Summary: It's hate at first sight
Obsession
by eponine119
March 21, 2022
Sawyer sits in his chair on the beach with a book in his hand, but he’s not reading. He’s thinking. Observing.
Juliet sits down by the water line, alone. She stares out at the water, the way they all do sometimes. Except, Sawyer thinks, unlike the rest of them, she ain’t been through squat. She didn’t survive a plane crash, or being kidnapped, or shot. They’re supposed to believe she just up and decided to leave the Others’ comfy little village, with backyards and indoor plumbing and ice and beds.
Jack believes it. They left her behind, too he said, like it means anything. Sawyer wonders if Jack still believes in the Easter bunny. Maybe if he socks him in the jaw, the tooth fairy will show up and fly them on out of there with her magic wings.
He sighs. Jack is actually pretty low on his list of people he wants to punch right now. How’s that for progress.
She just sits there, with her posture perfectly straight and hair blowing in the wind. He would grab a fist full of that hair and pull her head back and wipe that smirk right off her lips.
He wanted Sayid to go full torturer on her, but Sayid refused. Sawyer’s fingernails ache with the memory of Sayid’s bamboo. If Sawyer’s going to make her talk - and he is - he’s going to have to do it himself.

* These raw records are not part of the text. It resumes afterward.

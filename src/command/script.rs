use crate::{
    client::Client,
    command::{Arity, Command, CommandKind, CommandResult, Keys},
    reply::{Reply, ReplyError},
    script,
    store::Store,
};
use bytes::Bytes;

pub static EVAL: Command = Command {
    kind: CommandKind::Eval,
    name: "eval",
    arity: Arity::Minimum(3),
    run: eval,
    keys: Keys::Argument(2),
    readonly: false,
    admin: false,
    noscript: true,
    pubsub: false,
    write: false,
};

fn eval(client: &mut Client, store: &Store) -> CommandResult {
    let source = client.request.pop()?;

    // EVAL registers the script like SCRIPT LOAD does.
    let sha = script::sha1_hex(&source);
    store.scripts.lock().insert(sha, source.clone());

    run_script(client, store, source)
}

pub static EVALSHA: Command = Command {
    kind: CommandKind::Evalsha,
    name: "evalsha",
    arity: Arity::Minimum(3),
    run: evalsha,
    keys: Keys::Argument(2),
    readonly: false,
    admin: false,
    noscript: true,
    pubsub: false,
    write: false,
};

fn evalsha(client: &mut Client, store: &Store) -> CommandResult {
    let sha = client.request.pop()?;
    let sha = String::from_utf8_lossy(&sha).to_ascii_lowercase();

    let source = store
        .scripts
        .lock()
        .get(&sha)
        .cloned()
        .ok_or(ReplyError::Noscript)?;

    run_script(client, store, source)
}

fn run_script(client: &mut Client, store: &Store, source: Bytes) -> CommandResult {
    let numkeys = client.request.numkeys()?;
    let mut keys = Vec::with_capacity(numkeys);
    for _ in 0..numkeys {
        keys.push(client.request.pop()?);
    }
    let argv: Vec<Bytes> = client.request.iter().collect();

    script::run(client, store, &source, keys, argv);
    Ok(())
}

pub static SCRIPT: Command = Command {
    kind: CommandKind::Script,
    name: "script",
    arity: Arity::Minimum(2),
    run: script_command,
    keys: Keys::None,
    readonly: false,
    admin: false,
    noscript: true,
    pubsub: false,
    write: false,
};

fn script_command(client: &mut Client, store: &Store) -> CommandResult {
    let subcommand = client.request.pop()?;

    if subcommand.eq_ignore_ascii_case(b"load") {
        let source = client.request.pop()?;
        if !client.request.is_empty() {
            return Err(client.request.wrong_arguments().into());
        }
        let sha = script::sha1_hex(&source);
        store.scripts.lock().insert(sha.clone(), source);
        client.reply(Reply::Bulk(Bytes::from(sha)));
        return Ok(());
    }

    if subcommand.eq_ignore_ascii_case(b"exists") {
        let shas: Vec<Bytes> = client.request.iter().collect();
        let scripts = store.scripts.lock();
        let replies: Vec<Reply> = shas
            .iter()
            .map(|sha| {
                let sha = String::from_utf8_lossy(sha).to_ascii_lowercase();
                Reply::from(scripts.contains_key(&sha))
            })
            .collect();
        drop(scripts);
        client.array(replies.into_iter());
        return Ok(());
    }

    if subcommand.eq_ignore_ascii_case(b"flush") {
        store.scripts.lock().clear();
        client.reply("OK");
        return Ok(());
    }

    if subcommand.eq_ignore_ascii_case(b"kill") {
        // Scripts run to completion on their own connection; there is
        // never one to kill from here.
        return Err(ReplyError::NotBusy.into());
    }

    if subcommand.eq_ignore_ascii_case(b"show") {
        let sha = client.request.pop()?;
        let sha = String::from_utf8_lossy(&sha).to_ascii_lowercase();
        let source = store
            .scripts
            .lock()
            .get(&sha)
            .cloned()
            .ok_or(ReplyError::Noscript)?;
        client.reply(Reply::Bulk(source));
        return Ok(());
    }

    Err(client.request.unknown_subcommand().into())
}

He wonders what it would take. He weighs out scenarios, unable to settle on just one. They all have a certain kind of appeal to him. He’d like to tie her up, and then play mind games with her. The kind of mind games they used on him, back on their Other island, but he’d want something more than a trick with a bunny and a watch. She’s pretty smart and she’s gotten this far, he’ll give her that much. It just makes the con more challenging.

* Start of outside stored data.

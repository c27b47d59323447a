use std::time::{Duration, UNIX_EPOCH};

/// Time since the unix epoch.
pub fn epoch() -> Duration {
    UNIX_EPOCH
        .elapsed()
        .expect("current time is before unix epoch")
}

/// Milliseconds since the unix epoch, clamped to u64.
pub fn now_ms() -> u64 {
    u64::try_from(epoch().as_millis()).unwrap_or(u64::MAX)
}

/// Whole minutes since the unix epoch, truncated to 24 bits to fit the
/// packed LFU clock.
pub fn now_minutes() -> u32 {
    let minutes = epoch().as_secs() / 60;
    u32::try_from(minutes & 0x00ff_ffff).unwrap_or(0)
}

/// Seconds since the unix epoch, truncated to u32. Used by the LRU clock.
pub fn now_secs32() -> u32 {
    u32::try_from(epoch().as_secs() & 0xffff_ffff).unwrap_or(u32::MAX)
}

She breathes, nice and slow and steady. He watches the rise and fall of her chest in that filthy tank top, smiling a little to himself. His heart is racing with the excitement of his anger, in tune with his thoughts, as they tumble through his mind, all focused on exactly he wants to do to get back at her, reliving all the things he wants to take revenge for.

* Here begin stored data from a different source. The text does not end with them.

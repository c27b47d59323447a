use crate::reply::Reply;

/// A message to a connection's [`Replier`][super::Replier] task.
#[derive(Debug)]
pub enum ReplyMessage {
    /// Stop writing; the connection is going away.
    Quit,

    /// Serialise and send one reply frame.
    Reply(Reply),
}

impl From<Reply> for ReplyMessage {
    fn from(reply: Reply) -> Self {
        ReplyMessage::Reply(reply)
    }
}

“You can’t take your eyes off her.”
Kate’s voice startles him. He blinks and looks up at her. She’s standing over him - how long has she been standing there and he didn’t even notice?
“You jealous?” he asks, in a flirty, teasing tone as he lets his eyes roam up and down over Kate’s silhouette. He longs for her to say yes, because he knows she won’t. Even if she was jealous, she wouldn’t admit it, but she isn’t. Not in terms of his attention, anyway, which just adds to the bitter taste in his mouth.
Jack, on the other hand. Jack’s attention. That’s what she’s jealous of. Hell, it’s probably why she came over here. He glances past her to try to spot him. What would she do if Jack was watching? How far would she go? He wonders, since he knows how far she’d go in the privacy of his own tent.
“It’s a tough job, Freckles, but somebody’s got to do it,” he declares, glancing past her again at Juliet, just to make sure she hasn’t moved from her spot. He knows she’s up to something.
“Why?” Kate asks.
“Why?” Sawyer echoes, half-sarcastic, because she ought to know. She was right there in the next cage the whole time.
“She saved us,” Kate points out earnestly.
All he can think about is how the icy blonde pulled the trigger on her fellow Other without so much as a flinch. He remembers her standing there where they’d been breaking rocks, with her gun to Kate’s head, ready to pull the trigger. He guesses he can understand this chick doing a number on the doc, but he doesn’t understand how Kate’s forgotten these things so quickly.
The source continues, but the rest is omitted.